The world’s most uncannily accurate soothsayer in history – The Bug‘s very own Kisma Aryias – will help you safely traverse the middle month of autumn!

Keep following his sound advice and 2023 is going to unfold just peachy like.

ARIES – March 21 – April 19

You fork out thousands of dollars on air fares to Scotland and scarce and expensive hotel rooms for a two-week stay but are very disappointed after you arrive to discover the swag of tickets you thought were online bargain-buys actually entitle you to admission to the Edinburgh Fridge Festival.

TAURUS – April 20 – May 20

You write a nasty letter to the Australian Broadcasting Corporation demanding they censure the writers of the 12th season of Vera for only having an average of seven main suspects in each of the episodes right up to the last-five-minute denouement where the most unlikely of those seven is revealed as the killer. Previous series had up to 15 which you found far more intriguing.

GEMINI – May 21 – June 20

You thank the staff at your local self-service petrol station for rushing to help you after you fainted on their forecourt but also explain that the incident happened only once you realised that their tyre pressure hose actually worked.

CANCER – June 21 – July 22

Later that same day you faint in your own front yard and thank neighbours for coming to your aid, explaining when they do that you suspect the incident was caused by a garden sprinkler you bought at Bunnings actually watering your garden with a vigorous and continuous jet of water and not just emitting a miserable dribble before falling apart.

LEO – July 23 – August 22

You can’t believe your luck when, walking down a darkened laneway late at night and carrying a 3kg Stuart Surridge cricket bat, you come face to face with the great, great, great grandchild of the person who invented the typewriter and who put the caps lock RIGHT ON TOP OF THE SHIFT KEY.

VIRGO – August 23 – September 22

You are rushed to hospital suffering from shock after visiting a pub’s huge pokie room for the first time to discover their cash-out ticketing machine is actually close to the exit where it should be and not right up the back where it’s hard to find.

LIBRA – September 23 – October 22

You are not at all surprised to hear that the toilets in the LNP offices at Parliament House ran out of toilet paper after the federal government announced that the Hon Justice Paul Brereton AM RFD would be the new National Anti-Corruption Commission head.

SCORPIO – October 23 – November 21

And that Stuart Robert, Angus Taylor, Scott Morrison, Barnaby Joyce and quite a few other former government ministers all missed Question Time as they waited patiently in their parliamentary offices for their trousers to come back from the drycleaners after hearing that the new National Anti-Corruption Commission would be up and running by July.
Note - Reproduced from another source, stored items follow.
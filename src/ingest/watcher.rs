//! Ingestion cycle: fetch every source, normalize, store.
//!
//! Sources are fetched concurrently. A source that fails (timeout, HTTP
//! error, unparseable payload) contributes zero events and never fails the
//! cycle.

use std::sync::Arc;
use std::time::Duration;

use anyhow::Result;
use chrono::{DateTime, Utc};
use futures::future::join_all;
use serde::Serialize;
use tokio::sync::mpsc;
use tracing::instrument;

use super::fetcher::{FetchError, Fetcher};
use super::normalizer::normalize;
use super::page::PageHashStore;
use super::source::{CycleContext, SourceDescriptor, SourceKind, DEFAULT_MAX_ITEMS, DEFAULT_SUMMARY_CHARS};
use crate::core::event_store::EventRepository;
use crate::domain::Event;

/// Counters reported for one cycle
#[derive(Debug, Clone, Default, PartialEq, Serialize)]
#[serde(rename_all = "camelCase")]
pub struct CycleStats {
    pub rss_items_found: usize,
    pub page_changes_detected: usize,
    pub new_events_added: usize,
    pub total_events_stored: usize,
    pub artemis_events_found: usize,
}

/// Outcome of one cycle
#[derive(Debug, Clone, Default, Serialize)]
#[serde(rename_all = "camelCase")]
pub struct CycleReport {
    pub stats: CycleStats,

    /// Events that were new to the store
    pub new_events: Vec<Event>,

    /// Subset of `new_events` in the Artemis category
    pub artemis_alerts: Vec<Event>,
}

/// Polls configured sources into an event store
pub struct EventWatcher {
    sources: Vec<SourceDescriptor>,
    fetcher: Arc<dyn Fetcher>,
    store: Arc<dyn EventRepository>,
    pages: PageHashStore,
    max_items: usize,
    summary_chars: usize,
}

impl EventWatcher {
    pub fn new(
        sources: Vec<SourceDescriptor>,
        fetcher: Arc<dyn Fetcher>,
        store: Arc<dyn EventRepository>,
    ) -> Self {
        Self {
            sources,
            fetcher,
            store,
            pages: PageHashStore::new(),
            max_items: DEFAULT_MAX_ITEMS,
            summary_chars: DEFAULT_SUMMARY_CHARS,
        }
    }

    pub fn with_limits(mut self, max_items: usize, summary_chars: usize) -> Self {
        self.max_items = max_items;
        self.summary_chars = summary_chars;
        self
    }

    pub fn sources(&self) -> &[SourceDescriptor] {
        &self.sources
    }

    pub fn store(&self) -> &Arc<dyn EventRepository> {
        &self.store
    }

    /// Run one cycle at the current time
    pub async fn run_cycle(&self) -> Result<CycleReport> {
        self.run_cycle_at(Utc::now()).await
    }

    #[instrument(skip(self), fields(sources = self.sources.len()))]
    pub async fn run_cycle_at(&self, now: DateTime<Utc>) -> Result<CycleReport> {
        let ctx = CycleContext::new(now).with_limits(self.max_items, self.summary_chars);

        let enabled: Vec<&SourceDescriptor> = self.sources.iter().filter(|s| s.enabled).collect();
        let batches = join_all(enabled.iter().map(|s| self.collect_source(s, &ctx))).await;

        let mut stats = CycleStats::default();
        let mut collected = Vec::new();
        for (source, events) in enabled.iter().zip(batches) {
            match source.kind {
                SourceKind::Rss => stats.rss_items_found += events.len(),
                SourceKind::Page => stats.page_changes_detected += events.len(),
                SourceKind::Ephemeris | SourceKind::MoonPhases => {}
            }
            collected.extend(events);
        }

        let new_events = self.store.insert(collected).await?;
        let artemis_alerts: Vec<Event> = new_events.iter().filter(|e| e.is_artemis()).cloned().collect();

        stats.new_events_added = new_events.len();
        stats.total_events_stored = self.store.len().await?;
        stats.artemis_events_found = artemis_alerts.len();

        tracing::info!(
            rss = stats.rss_items_found,
            page_changes = stats.page_changes_detected,
            added = stats.new_events_added,
            stored = stats.total_events_stored,
            artemis = stats.artemis_events_found,
            "Watch cycle complete"
        );

        Ok(CycleReport {
            stats,
            new_events,
            artemis_alerts,
        })
    }

    /// Fetch and normalize one source, swallowing any failure
    async fn collect_source(&self, source: &SourceDescriptor, ctx: &CycleContext) -> Vec<Event> {
        let timeout = source.timeout();
        let fetched = tokio::time::timeout(timeout, self.fetcher.fetch(source, ctx.now))
            .await
            .unwrap_or(Err(FetchError::Timeout(timeout)));

        let payload = match fetched {
            Ok(payload) => payload,
            Err(e) => {
                tracing::warn!(source = %source.id, error = %e, "Source unavailable");
                return Vec::new();
            }
        };

        match normalize(&payload, source, ctx, &self.pages) {
            Ok(events) => {
                tracing::debug!(source = %source.id, count = events.len(), "Normalized");
                events
            }
            Err(e) => {
                tracing::warn!(source = %source.id, error = %e, "Could not normalize payload");
                Vec::new()
            }
        }
    }

    /// Run cycles on a fixed interval until the handle is stopped
    pub fn spawn_schedule(self: Arc<Self>, interval: Duration) -> WatchHandle {
        let (stop_tx, mut stop_rx) = mpsc::channel::<()>(1);

        let task = tokio::spawn(async move {
            let mut ticker = tokio::time::interval(interval);
            ticker.set_missed_tick_behavior(tokio::time::MissedTickBehavior::Skip);

            loop {
                tokio::select! {
                    _ = stop_rx.recv() => {
                        tracing::info!("Stopping scheduled watch");
                        break;
                    }
                    _ = ticker.tick() => {
                        if let Err(e) = self.run_cycle().await {
                            tracing::error!("Scheduled watch cycle failed: {:#}", e);
                        }
                    }
                }
            }
        });

        WatchHandle { stop_tx, task }
    }
}

/// Handle to a scheduled watcher task
pub struct WatchHandle {
    stop_tx: mpsc::Sender<()>,
    task: tokio::task::JoinHandle<()>,
}

impl WatchHandle {
    /// Stop the schedule, waiting for an in-flight cycle to finish
    pub async fn stop(self) -> Result<()> {
        let _ = self.stop_tx.send(()).await;
        self.task.await?;
        Ok(())
    }
}

#[cfg(test)]
mod tests {
    use super::*;
    use crate::core::event_store::InMemoryEventStore;
    use crate::domain::Category;
    use crate::ingest::fetcher::RawPayload;
    use async_trait::async_trait;
    use std::collections::HashMap;

    struct StaticFetcher {
        bodies: HashMap<String, String>,
    }

    #[async_trait]
    impl Fetcher for StaticFetcher {
        async fn fetch(&self, source: &SourceDescriptor, _now: DateTime<Utc>) -> Result<RawPayload, FetchError> {
            self.bodies
                .get(&source.id)
                .map(|b| RawPayload::new(&source.url, b.clone()))
                .ok_or(FetchError::Status(404))
        }
    }

    const FEED: &str = r#"<rss version="2.0"><channel><title>F</title>
<item><title>Artemis II rollout</title><link>https://example.com/1</link>
<pubDate>Tue, 13 Jan 2026 10:00:00 GMT</pubDate></item>
<item><title>Cargo launch</title><link>https://example.com/2</link>
<pubDate>Wed, 14 Jan 2026 10:00:00 GMT</pubDate></item>
</channel></rss>"#;

    fn sources() -> Vec<SourceDescriptor> {
        vec![
            SourceDescriptor::new("feed", "Feed", "https://example.com/feed", SourceKind::Rss, Category::Official),
            SourceDescriptor::new("page", "Page", "https://example.com/page", SourceKind::Page, Category::Official),
            SourceDescriptor::new("down", "Down", "https://example.com/down", SourceKind::Rss, Category::Official),
        ]
    }

    #[tokio::test]
    async fn test_cycle_counts_and_isolation() {
        let mut bodies = HashMap::new();
        bodies.insert("feed".to_string(), FEED.to_string());
        bodies.insert("page".to_string(), "<p>v1</p>".to_string());

        let store = Arc::new(InMemoryEventStore::default());
        let watcher = EventWatcher::new(
            sources(),
            Arc::new(StaticFetcher { bodies }),
            store.clone(),
        );

        let report = watcher.run_cycle().await.unwrap();
        assert_eq!(report.stats.rss_items_found, 2);
        assert_eq!(report.stats.page_changes_detected, 0);
        assert_eq!(report.stats.new_events_added, 2);
        assert_eq!(report.stats.total_events_stored, 2);
        assert_eq!(report.stats.artemis_events_found, 1);
        assert_eq!(report.artemis_alerts[0].title, "Artemis II rollout");

        let again = watcher.run_cycle().await.unwrap();
        assert_eq!(again.stats.rss_items_found, 2);
        assert_eq!(again.stats.new_events_added, 0);
        assert_eq!(again.stats.total_events_stored, 2);
    }

    #[tokio::test]
    async fn test_schedule_stops() {
        let store = Arc::new(InMemoryEventStore::default());
        let watcher = Arc::new(EventWatcher::new(
            Vec::new(),
            Arc::new(StaticFetcher { bodies: HashMap::new() }),
            store,
        ));

        let handle = watcher.spawn_schedule(Duration::from_millis(10));
        tokio::time::sleep(Duration::from_millis(30)).await;
        handle.stop().await.unwrap();
    }
}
SAGITTARIUS – November 22 – December 21

You are desperately trying to find out who came up with the hashtag #TuberFuhrer to describe Peter Dutton as you truly believe they deserve some sort of national award. You, perhaps, Paul Syvret?

CAPRICORN – December 22 – January 19

You are among dozens of people around Australia who are rushed to hospital suffering from shock after hearing Pauline Hanson slam Mark Latham over certain homophobic comments.

AQUARIUS – January 20 – February 18

You are not at all surprised to hear that Chinese president Xi Jinping has graciously agreed not to go to war with Australia until the great southern land gets its full complement of 11 to 13 nuclear submarines by mid-century.

PISCES – February 19 – March 20

“Any war worth fighting should last at least two days,” Xi joked at a meeting of senior Communist officials in Beijing, at which it was unanimously agreed to suspend work on new and unmatched above-and-underwater drone and sonar technologies for some decades “to even things up a bit”.